Psych-guy's extreme helped me recognize that (a) too often I judged when no judgment was required, (b) too often my judgment proved to be wrong, and (c) too often I was inclined to stick with a wrong first impression.
Subsequently, by avoiding hasty conclusions I have more time to see and hear. If judgment eventually is required, I usually by then have better facts, and less bias to confirm a previous impression.
For example, there’s the matter of you. Yes, you there, reading this blog.
Probably it is safe to assume that if you have read this far that you are smarter, more spiritual, and altogether nicer than most people. Do I think you are needy, hurting, and anxious for the future? Many people are. But you might be the opposite, overconfident and presumptuous. I don't know.
By not prematurely judging, I have saved time and embarrassment. The trick is to use that time to hear, see, and serve.

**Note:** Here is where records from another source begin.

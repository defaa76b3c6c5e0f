//! Sketch debugger core
//!
//! Drives a remote process through a debugging protocol on behalf of an editor. Translates
//! between the editor's multi-file view of the code ("sketch space") and the single generated
//! file that is actually compiled and run ("target space").

#[macro_use]
extern crate serde_derive;

#[macro_use]
extern crate lazy_static;

pub mod breakpoint;
pub mod buffer;
pub mod config;
pub mod connection;
pub mod debugger;
pub mod event_thread;
pub mod inspect;
pub mod line_map;
pub mod notifier;
pub mod persist;
pub mod remote;
pub mod server;
pub mod session;
pub mod tracked_position;
pub mod util;
pub mod view;
pub mod vimcodec;

pub type Result<T> = std::result::Result<T, server::DebugError>;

“Stop judging by appearances. Judge by what is really right.” — John 7
"You will be judged in the same way that you judge others.” — Matthew 7
"Jesus entered Jericho and was passing through. A man was there by the name of Zacchaeus; he was a chief tax collector and was wealthy. He wanted to see who Jesus was, but being a short man he could not, because of the crowd. So he ran ahead and climbed a sycamore-fig tree to see him, since Jesus was coming that way. When Jesus reached the spot, he looked up and said to him, 'Zacchaeus, come down immediately. I must stay at your house today.' So he came down at once and welcomed him gladly. All the people saw this and began to mutter, 'He has gone to be the guest of a sinner.' But Zacchaeus stood up and said to the Lord, 'Look, Lord! Here and now I give half of my possessions to the poor, and if I have cheated anybody out of anything, I will pay back four times the amount.' Jesus said to him, 'Today salvation has come to this house, because this man, too, is a son of Abraham. For the Son of Man came to seek and to save what was lost.' — Luke 19
"You should not play that in this place!" I shouted. "Stop it!"

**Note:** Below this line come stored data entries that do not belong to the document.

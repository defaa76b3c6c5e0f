//! Handle connections from editors, passing requests to the debug session and sending responses
//! and notifications back.

use std::io;
use std::net::SocketAddr;
use std::sync::{Arc, Mutex};

use futures::prelude::*;
use tokio::net::{TcpListener, TcpStream};
use tokio::sync::mpsc::{self, UnboundedReceiver, UnboundedSender};
use tokio_util::codec::Decoder;

use crate::debugger::{DebuggerCmd, SessionState};
use crate::notifier::log_msg;
use crate::server::{LogLevel, Notification, Request, RequestCmd, Response, SendMsg, ServerCmd};
use crate::session::DebugSession;
use crate::util::serde_json_merge;
use crate::view::NotifierView;
use crate::vimcodec::VimCodec;

/// Listen for editors on `connection_addr` until the listener fails.
///
/// `notifier_rx` must be the receiving end of the channel the session and the view were created
/// with, everything sent on it goes to every connected editor.
pub async fn run(
    connection_addr: SocketAddr,
    session: DebugSession,
    view: Arc<NotifierView>,
    notifier_tx: UnboundedSender<Notification>,
    notifier_rx: UnboundedReceiver<Notification>,
) -> io::Result<()> {
    let tcp_listener = TcpListener::bind(&connection_addr).await?;

    log_msg(
        &notifier_tx,
        LogLevel::INFO,
        &format!("Listening on {}", &connection_addr),
    );

    let mut server = Server::new(tcp_listener, session, view, notifier_tx);
    server.run(notifier_rx).await
}

pub struct Server {
    tcp_listener: TcpListener,
    listeners: Arc<Mutex<Vec<UnboundedSender<SendMsg>>>>,
    connection_response: ConnectionResponse,
}

impl Server {
    pub fn new(
        tcp_listener: TcpListener,
        session: DebugSession,
        view: Arc<NotifierView>,
        notifier_tx: UnboundedSender<Notification>,
    ) -> Self {
        Server {
            tcp_listener,
            listeners: Arc::new(Mutex::new(vec![])),
            connection_response: ConnectionResponse::new(session, view, notifier_tx),
        }
    }

    /// Process a TCP listener.
    pub async fn run(&mut self, mut notifier_rx: UnboundedReceiver<Notification>) -> io::Result<()> {
        let listeners = self.listeners.clone();

        tokio::spawn(async move {
            while let Some(msg) = notifier_rx.recv().await {
                // Connections that have gone away are dropped here
                listeners
                    .lock()
                    .unwrap()
                    .retain(|listener| listener.send(SendMsg::Notification(msg.clone())).is_ok());
            }
        });

        loop {
            let (socket, _) = self.tcp_listener.accept().await?;
            self.handle(socket);
        }
    }

    /// Process a TCP socket connection.
    ///
    /// Fully sets up a new socket connection including listening for requests and sending
    /// responses.
    fn handle(&mut self, stream: TcpStream) {
        let (mut connection_tx, mut connection_rx) = VimCodec::new().framed(stream).split();

        // Both responses to requests and notifications of events go through here
        let (tx, mut rx) = mpsc::unbounded_channel();

        self.add_listener(tx.clone());

        tokio::spawn(async move {
            while let Some(msg) = rx.recv().await {
                if connection_tx.send(msg).await.is_err() {
                    break;
                }
            }
        });

        let connection_response = self.connection_response.clone();

        tokio::spawn(async move {
            while let Some(req) = connection_rx.next().await {
                let resp = match req {
                    Ok(req) => {
                        let id = req.id();
                        let connection_response = connection_response.clone();
                        // Session calls block on the remote process
                        match tokio::task::spawn_blocking(move || {
                            connection_response.get_response(&req)
                        })
                        .await
                        {
                            Ok(resp) => resp,
                            Err(e) => Response::new(
                                id,
                                error_json("Request failed", &format!("Request failed: {}", e)),
                            ),
                        }
                    }
                    Err(e) => Response::new(
                        e.get_id(),
                        error_json(e.get_error_string(), e.get_debug_string()),
                    ),
                };

                if tx.send(SendMsg::Response(resp)).is_err() {
                    break;
                }
            }
        });
    }

    /// Add a socket as a listener that will be notified of any events that happen in the
    /// session asynchronously like hitting a breakpoint
    fn add_listener(&mut self, sender: UnboundedSender<SendMsg>) {
        self.listeners.lock().unwrap().push(sender);
    }
}

fn error_json(error: &str, debug: &str) -> serde_json::Value {
    serde_json::json!({"status":"ERROR","error":error,"debug":debug})
}

fn state_name(state: SessionState) -> &'static str {
    match state {
        SessionState::Stopped => "stopped",
        SessionState::Launching => "launching",
        SessionState::Running => "running",
        SessionState::Paused => "paused",
    }
}

#[derive(Clone)]
struct ConnectionResponse {
    session: DebugSession,
    view: Arc<NotifierView>,
    notifier_tx: UnboundedSender<Notification>,
}

impl ConnectionResponse {
    fn new(
        session: DebugSession,
        view: Arc<NotifierView>,
        notifier_tx: UnboundedSender<Notification>,
    ) -> Self {
        ConnectionResponse {
            session,
            view,
            notifier_tx,
        }
    }

    /// Process a Request and figure out the response.
    fn get_response(&self, request: &Request) -> Response {
        let json_response = match request.cmd() {
            RequestCmd::ServerCmd(cmd) => match cmd {
                ServerCmd::Ping => self.ping(),
                ServerCmd::Pings => self.pings(),
                ServerCmd::GetConfig(key) => self.get_config(key),
                ServerCmd::SetConfig(key, value) => self.set_config(key, *value),
            },
            RequestCmd::DebuggerCmd(cmd) => match self.debugger_cmd(cmd) {
                Ok(msg) => {
                    let mut ret = serde_json::json!({"status":"OK"});
                    serde_json_merge(&mut ret, msg);
                    ret
                }
                Err(e) => error_json(e.get_error_string(), e.get_debug_string()),
            },
        };

        Response::new(request.id(), json_response)
    }

    fn debugger_cmd(&self, cmd: &DebuggerCmd) -> crate::Result<serde_json::Value> {
        let session = &self.session;

        match cmd {
            DebuggerCmd::Start => session.start(),
            DebuggerCmd::Stop => session.stop(),
            DebuggerCmd::Continue => session.continue_(),
            DebuggerCmd::Step(kind) => session.step(*kind),
            DebuggerCmd::Breakpoint(pos) => {
                session.set_breakpoint(pos.clone());
            }
            DebuggerCmd::Unbreakpoint(pos) => {
                let removed = session.remove_breakpoint(pos);
                return Ok(serde_json::json!({ "removed": removed }));
            }
            DebuggerCmd::ToggleBreakpoint(pos) => {
                let set = match pos {
                    Some(pos) => session.toggle_breakpoint(pos.clone()),
                    None => match session.toggle_breakpoint_at_cursor() {
                        Some(set) => set,
                        None => {
                            return Ok(error_json(
                                "No cursor position",
                                "Can't toggle a breakpoint without a cursor position",
                            ))
                        }
                    },
                };
                return Ok(serde_json::json!({ "set": set }));
            }
            DebuggerCmd::ListBreakpoints => {
                let breakpoints: Vec<serde_json::Value> = session
                    .list_breakpoints()
                    .iter()
                    .map(|pos| serde_json::json!({"file": pos.file(), "line": pos.line_num()}))
                    .collect();
                return Ok(serde_json::json!({ "breakpoints": breakpoints }));
            }
            DebuggerCmd::Cursor(pos) => self.view.set_cursor(pos.clone()),
            DebuggerCmd::Open(file, text) => {
                session.open_buffer(file, text);
            }
            DebuggerCmd::Insert(file, offset, text) => session.insert(file, *offset, text)?,
            DebuggerCmd::Remove(file, offset, len) => session.remove(file, *offset, *len)?,
        };

        Ok(serde_json::json!({ "state": state_name(session.state()) }))
    }

    fn ping(&self) -> serde_json::Value {
        serde_json::json!({"status":"OK","ping":"pong"})
    }

    fn pings(&self) -> serde_json::Value {
        log_msg(&self.notifier_tx, LogLevel::INFO, "pong");

        serde_json::json!({"status":"OK"})
    }

    fn get_config(&self, key: &str) -> serde_json::Value {
        match self.session.get_config(key) {
            Some(v) => serde_json::json!({"status":"OK","value":v}),
            None => error_json(
                "Config item not found",
                &format!("Config item not found: {}", key),
            ),
        }
    }

    fn set_config(&self, key: &str, value: i64) -> serde_json::Value {
        match self.session.set_config(key, value) {
            true => serde_json::json!({"status":"OK"}),
            false => error_json(
                "Config item not found",
                &format!("Config item not found: {}", key),
            ),
        }
    }
}

#[cfg(test)]
mod tests {
    use std::net::SocketAddr;
    use std::sync::Arc;
    use std::time::Duration;

    use tokio::io::{AsyncBufReadExt, AsyncWriteExt, BufReader};
    use tokio::net::TcpStream;
    use tokio::sync::mpsc;

    use super::ConnectionResponse;
    use crate::debugger::{DebuggerCmd, SourcePosition};
    use crate::remote::mock::{MockBuild, MockLaunch};
    use crate::server::{Request, RequestCmd, ServerCmd};
    use crate::session::DebugSession;
    use crate::util::get_unused_localhost_port;
    use crate::view::NotifierView;

    fn connection_response() -> ConnectionResponse {
        let (tx, _rx) = mpsc::unbounded_channel();
        let view = Arc::new(NotifierView::new(tx.clone()));
        let session = DebugSession::new(
            Box::new(MockBuild::new()),
            Box::new(MockLaunch::new(vec![])),
            view.clone(),
            tx.clone(),
        );
        ConnectionResponse::new(session, view, tx)
    }

    fn respond(connection_response: &ConnectionResponse, cmd: RequestCmd) -> serde_json::Value {
        connection_response
            .get_response(&Request::new(1, cmd))
            .resp()
            .clone()
    }

    #[test]
    fn check_ping() {
        let cr = connection_response();
        assert_eq!(
            respond(&cr, RequestCmd::ServerCmd(ServerCmd::Ping)),
            serde_json::json!({"status":"OK","ping":"pong"})
        );
    }

    #[test]
    fn check_config_requests() {
        let cr = connection_response();

        assert_eq!(
            respond(
                &cr,
                RequestCmd::ServerCmd(ServerCmd::GetConfig("MaxStackFrames".to_string()))
            ),
            serde_json::json!({"status":"OK","value":64})
        );
        assert_eq!(
            respond(
                &cr,
                RequestCmd::ServerCmd(ServerCmd::SetConfig("Nope".to_string(), 1))
            )["status"],
            serde_json::json!("ERROR")
        );
    }

    #[test]
    fn check_breakpoint_requests() {
        let cr = connection_response();
        let pos = SourcePosition::new("A.pde".to_string(), 1);

        respond(
            &cr,
            RequestCmd::DebuggerCmd(DebuggerCmd::Open(
                "A.pde".to_string(),
                "void setup() {\n  size(100, 100);\n}".to_string(),
            )),
        );
        let resp = respond(&cr, RequestCmd::DebuggerCmd(DebuggerCmd::Breakpoint(pos.clone())));
        assert_eq!(resp, serde_json::json!({"status":"OK","state":"stopped"}));

        assert_eq!(
            respond(&cr, RequestCmd::DebuggerCmd(DebuggerCmd::ListBreakpoints)),
            serde_json::json!({"status":"OK","breakpoints":[{"file":"A.pde","line":2}]})
        );

        assert_eq!(
            respond(&cr, RequestCmd::DebuggerCmd(DebuggerCmd::ToggleBreakpoint(None)))["status"],
            serde_json::json!("ERROR")
        );

        respond(&cr, RequestCmd::DebuggerCmd(DebuggerCmd::Cursor(pos)));
        assert_eq!(
            respond(&cr, RequestCmd::DebuggerCmd(DebuggerCmd::ToggleBreakpoint(None))),
            serde_json::json!({"status":"OK","set":false})
        );
    }

    #[test]
    fn check_edit_errors_are_reported() {
        let cr = connection_response();

        let resp = respond(
            &cr,
            RequestCmd::DebuggerCmd(DebuggerCmd::Insert("A.pde".to_string(), 0, "x".to_string())),
        );

        assert_eq!(resp["status"], serde_json::json!("ERROR"));
        assert_eq!(resp["error"], serde_json::json!("No such file"));
    }

    #[test]
    fn check_start_failure_is_still_ok() {
        let cr = connection_response();

        assert_eq!(
            respond(&cr, RequestCmd::DebuggerCmd(DebuggerCmd::Start)),
            serde_json::json!({"status":"OK","state":"stopped"})
        );
    }

    async fn connect(addr: SocketAddr) -> TcpStream {
        for _ in 0..100 {
            if let Ok(stream) = TcpStream::connect(addr).await {
                return stream;
            }
            tokio::time::sleep(Duration::from_millis(10)).await;
        }
        panic!("Can't connect to {}", addr);
    }

    #[tokio::test]
    async fn check_socket_round_trip() {
        let port = get_unused_localhost_port().unwrap();
        let addr: SocketAddr = format!("127.0.0.1:{}", port).parse().unwrap();

        let (tx, rx) = mpsc::unbounded_channel();
        let view = Arc::new(NotifierView::new(tx.clone()));
        let session = DebugSession::new(
            Box::new(MockBuild::new()),
            Box::new(MockLaunch::new(vec![])),
            view.clone(),
            tx.clone(),
        );

        tokio::spawn(super::run(addr, session, view, tx, rx));

        let stream = connect(addr).await;
        let (read, mut write) = stream.into_split();
        let mut lines = BufReader::new(read).lines();

        write
            .write_all(br#"[1,{"cmd":"ping"}][2,{"cmd":"fly"}]"#)
            .await
            .unwrap();

        let mut responses = vec![];
        while responses.len() < 2 {
            let line = lines.next_line().await.unwrap().unwrap();
            let json: serde_json::Value = serde_json::from_str(&line).unwrap();
            // Skip notifications, only responses start with an id
            if json[0].is_u64() {
                responses.push(json);
            }
        }

        assert_eq!(
            responses[0],
            serde_json::json!([1, {"status":"OK","ping":"pong"}])
        );
        assert_eq!(responses[1][0], serde_json::json!(2));
        assert_eq!(responses[1][1]["status"], serde_json::json!("ERROR"));
        assert_eq!(responses[1][1]["error"], serde_json::json!("Command unknown"));
    }
}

On the church piano my three 6th grade classmates were banging out "The Knuckle Song", "Heart and Soul", and "Chopsticks". Simultaneously. To me, these piano vandals had no sense of the sacred—nor of music.
Last week at church I asked a new generation of kids, "Is any thing holy today?" We had read the scary story in 2 Samuel 6 where an apparently helpful guy touches the Ark of the Covenant, and God zaps him dead, just like in Indiana Jones. The kids were unanimous.
"Yeah, there are holy things! Praying is holy."
"This place, this church, it is holy."
"This book here? 'Holy Bible'!"
"At school we have holy water!"
Such is youth, believing in holiness but not respecting it. Is that worse than adults who show polite respect but don't believe?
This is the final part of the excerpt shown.